> _DATA UNDER STUDY_:
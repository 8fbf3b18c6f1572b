//! Supervisor implementation

use std::sync::atomic::{AtomicU64, Ordering};
use std::sync::Arc;
use std::time::{Duration, Instant};

use bytes::BytesMut;
use tokio::io::AsyncReadExt;
use tokio::process::Child;
use tokio::sync::Mutex;
use tokio::task::JoinHandle;

use crate::backend::{CaptureBackend, Selector, StartOptions};
use crate::error::Result;
use crate::hub::BroadcastHub;

use super::pipeline;
use super::state::{CaptureSession, SupervisorState};

/// Supervisor configuration
#[derive(Debug, Clone)]
pub struct SupervisorConfig {
    /// Delay before a crash-restart attempt
    pub restart_backoff: Duration,
    /// Read size for the capture stdout, one chunk per read
    pub read_buffer_size: usize,
}

impl Default for SupervisorConfig {
    fn default() -> Self {
        Self {
            restart_backoff: Duration::from_secs(5),
            read_buffer_size: 16 * 1024,
        }
    }
}

impl SupervisorConfig {
    /// Set the crash-restart backoff
    pub fn restart_backoff(mut self, backoff: Duration) -> Self {
        self.restart_backoff = backoff;
        self
    }

    /// Set the stdout read size
    pub fn read_buffer_size(mut self, size: usize) -> Self {
        self.read_buffer_size = size;
        self
    }
}

struct Inner {
    state: SupervisorState,
    session: Option<CaptureSession>,
    /// Pending crash-restart timer, aborted by `stop()`
    restart_task: Option<JoinHandle<()>>,
    /// Options from the most recent start, reused for re-selection
    last_options: StartOptions,
}

/// Owner of the single active capture session
///
/// All state transitions happen under one lock; reader, stderr, and
/// exit-watcher tasks only re-enter through `on_exit` with a generation
/// token, so notifications from torn-down sessions are discarded.
pub struct CaptureSupervisor {
    hub: Arc<BroadcastHub>,
    selector: Arc<dyn Selector>,
    config: SupervisorConfig,
    inner: Mutex<Inner>,
    next_generation: AtomicU64,
}

impl CaptureSupervisor {
    /// Create a supervisor bound to a hub and a backend selector
    pub fn new(
        hub: Arc<BroadcastHub>,
        selector: Arc<dyn Selector>,
        config: SupervisorConfig,
    ) -> Self {
        Self {
            hub,
            selector,
            config,
            inner: Mutex::new(Inner {
                state: SupervisorState::Idle,
                session: None,
                restart_task: None,
                last_options: StartOptions::default(),
            }),
            next_generation: AtomicU64::new(0),
        }
    }

    /// Current state
    pub async fn state(&self) -> SupervisorState {
        self.inner.lock().await.state
    }

    /// Whether a capture session is starting or running
    pub async fn is_active(&self) -> bool {
        matches!(
            self.inner.lock().await.state,
            SupervisorState::Starting | SupervisorState::Running
        )
    }

    /// Snapshot of the active session, if any
    pub async fn session(&self) -> Option<CaptureSession> {
        self.inner.lock().await.session.clone()
    }

    /// Start a capture session
    ///
    /// Valid only from `Idle`; in any other state this is a no-op. A spawn
    /// failure transitions straight back to `Idle` and is returned to the
    /// caller, never retried automatically.
    pub async fn start(self: &Arc<Self>, backend: CaptureBackend, opts: StartOptions) -> Result<()> {
        let mut inner = self.inner.lock().await;

        if inner.state != SupervisorState::Idle {
            tracing::debug!(state = %inner.state, "Start requested while capture active, ignoring");
            return Ok(());
        }

        inner.last_options = opts;
        self.launch(&mut inner, backend, 0)
    }

    /// Stop the active capture session
    ///
    /// Cancels any pending restart, signals every pipeline stage, and
    /// transitions to `Idle` without waiting for the exit notification.
    /// Idempotent from `Idle`.
    pub async fn stop(&self) {
        let mut inner = self.inner.lock().await;

        if let Some(task) = inner.restart_task.take() {
            task.abort();
            tracing::debug!("Pending restart cancelled");
        }

        match inner.state {
            SupervisorState::Idle => {}
            SupervisorState::Crashed => {
                tracing::info!("Stop requested, abandoning crashed session");
                inner.state = SupervisorState::Idle;
                inner.session = None;
            }
            SupervisorState::Starting | SupervisorState::Running | SupervisorState::Stopping => {
                inner.state = SupervisorState::Stopping;
                if let Some(session) = &inner.session {
                    tracing::info!(
                        backend = %session.backend,
                        uptime_secs = session.started_at.elapsed().as_secs(),
                        "Stopping capture pipeline"
                    );
                    for pid in &session.pids {
                        pipeline::terminate(*pid);
                    }
                }
                self.hub.detach();
                // Optimistic transition; the exit watcher sees a cleared
                // session and ignores the notification
                inner.state = SupervisorState::Idle;
                inner.session = None;
            }
        }
    }

    /// Spawn the pipeline and move to `Running`
    ///
    /// Called with the state lock held, from `start` or from the restart
    /// path. Spawn itself is synchronous, so `Starting` is never observable
    /// from outside the lock.
    fn launch(
        self: &Arc<Self>,
        inner: &mut Inner,
        backend: CaptureBackend,
        restart_attempts: u32,
    ) -> Result<()> {
        inner.state = SupervisorState::Starting;
        tracing::info!(backend = %backend.kind, stages = backend.pipeline.len(), "Starting capture pipeline");
        for stage in &backend.pipeline {
            tracing::debug!(stage = %stage, "Pipeline stage");
        }

        let launched = match pipeline::spawn(&backend) {
            Ok(launched) => launched,
            Err(e) => {
                inner.state = SupervisorState::Idle;
                tracing::error!(error = %e, "Capture launch failed");
                return Err(e);
            }
        };

        let generation = self.next_generation.fetch_add(1, Ordering::Relaxed) + 1;
        inner.session = Some(CaptureSession {
            backend: backend.kind,
            pids: launched.pids.clone(),
            started_at: Instant::now(),
            last_exit: None,
            restart_attempts,
            generation,
        });

        self.hub.attach();

        // Reader: capture stdout → hub, one chunk per read
        let hub = Arc::clone(&self.hub);
        let mut stdout = launched.stdout;
        let read_size = self.config.read_buffer_size;
        tokio::spawn(async move {
            let mut buf = BytesMut::with_capacity(read_size);
            loop {
                buf.reserve(read_size);
                match stdout.read_buf(&mut buf).await {
                    Ok(0) | Err(_) => break,
                    Ok(_) => hub.publish(buf.split().freeze()).await,
                }
            }
        });

        for (stage, stderr) in launched.stderrs {
            tokio::spawn(pipeline::drain_stderr(stage, stderr));
        }

        let supervisor = Arc::clone(self);
        let children = launched.children;
        tokio::spawn(async move {
            supervisor.watch_exit(children, generation).await;
        });

        inner.state = SupervisorState::Running;
        tracing::info!(backend = %backend.kind, generation, "Capture pipeline running");
        Ok(())
    }

    /// Wait for the pipeline to finish and reconcile state
    ///
    /// The final stage drives the pipeline; once it exits, upstream stages
    /// are killed and reaped.
    async fn watch_exit(self: Arc<Self>, mut children: Vec<Child>, generation: u64) {
        let Some(mut last) = children.pop() else {
            return;
        };

        let status = last.wait().await;

        for mut upstream in children {
            let _ = upstream.start_kill();
            let _ = upstream.wait().await;
        }

        let code = match status {
            Ok(status) => status.code(),
            Err(e) => {
                tracing::warn!(error = %e, "Failed to collect pipeline exit status");
                None
            }
        };

        self.on_exit(generation, code).await;
    }

    /// Handle a pipeline exit notification
    async fn on_exit(self: &Arc<Self>, generation: u64, code: Option<i32>) {
        let mut inner = self.inner.lock().await;

        let attempts = match &mut inner.session {
            Some(session) if session.generation == generation => {
                session.last_exit = code;
                session.restart_attempts
            }
            _ => {
                // Already stopped or replaced
                tracing::debug!(generation, ?code, "Exit notification for a superseded session");
                return;
            }
        };

        self.hub.detach();

        match code {
            Some(0) => {
                tracing::info!("Capture pipeline exited cleanly");
                inner.state = SupervisorState::Idle;
                inner.session = None;
            }
            None => {
                // Killed by signal, somebody meant it
                tracing::info!("Capture pipeline terminated by signal");
                inner.state = SupervisorState::Idle;
                inner.session = None;
            }
            Some(code) => {
                tracing::warn!(
                    code,
                    attempt = attempts + 1,
                    backoff_secs = self.config.restart_backoff.as_secs_f32(),
                    "Capture pipeline crashed, scheduling restart"
                );
                inner.state = SupervisorState::Crashed;
                self.schedule_restart(&mut inner, attempts + 1);
            }
        }
    }

    /// Arm the backoff timer for a restart attempt
    fn schedule_restart(self: &Arc<Self>, inner: &mut Inner, attempts: u32) {
        let supervisor = Arc::clone(self);
        let backoff = self.config.restart_backoff;
        inner.restart_task = Some(tokio::spawn(async move {
            tokio::time::sleep(backoff).await;
            supervisor.restart(attempts).await;
        }));
    }

    /// Re-select a backend and relaunch after a crash
    ///
    /// Retries indefinitely: a failed re-selection or re-spawn goes back to
    /// `Crashed` and arms the next timer, so transient camera glitches heal
    /// without operator action.
    async fn restart(self: &Arc<Self>, attempts: u32) {
        let mut inner = self.inner.lock().await;

        if inner.state != SupervisorState::Crashed {
            tracing::debug!(state = %inner.state, "Restart timer fired in a non-crashed state, ignoring");
            return;
        }

        inner.restart_task = None;
        inner.state = SupervisorState::Idle;
        inner.session = None;

        tracing::info!(attempt = attempts, "Restarting capture after crash");

        let backend = match self.selector.select(inner.last_options) {
            Ok(backend) => backend,
            Err(e) => {
                tracing::warn!(error = %e, attempt = attempts, "Backend re-selection failed, retrying");
                inner.state = SupervisorState::Crashed;
                self.schedule_restart(&mut inner, attempts + 1);
                return;
            }
        };

        if let Err(e) = self.launch(&mut inner, backend, attempts) {
            tracing::warn!(error = %e, attempt = attempts, "Relaunch failed, retrying");
            inner.state = SupervisorState::Crashed;
            self.schedule_restart(&mut inner, attempts + 1);
        }
    }
}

> _WHAT THE EXERCISE ASKS_: Which lines of the data include the string "Ordering"? Copy each of them.

> _TASK SOLUTION_:
use std::sync::atomic::{AtomicU64, Ordering};
        let generation = self.next_generation.fetch_add(1, Ordering::Relaxed) + 1;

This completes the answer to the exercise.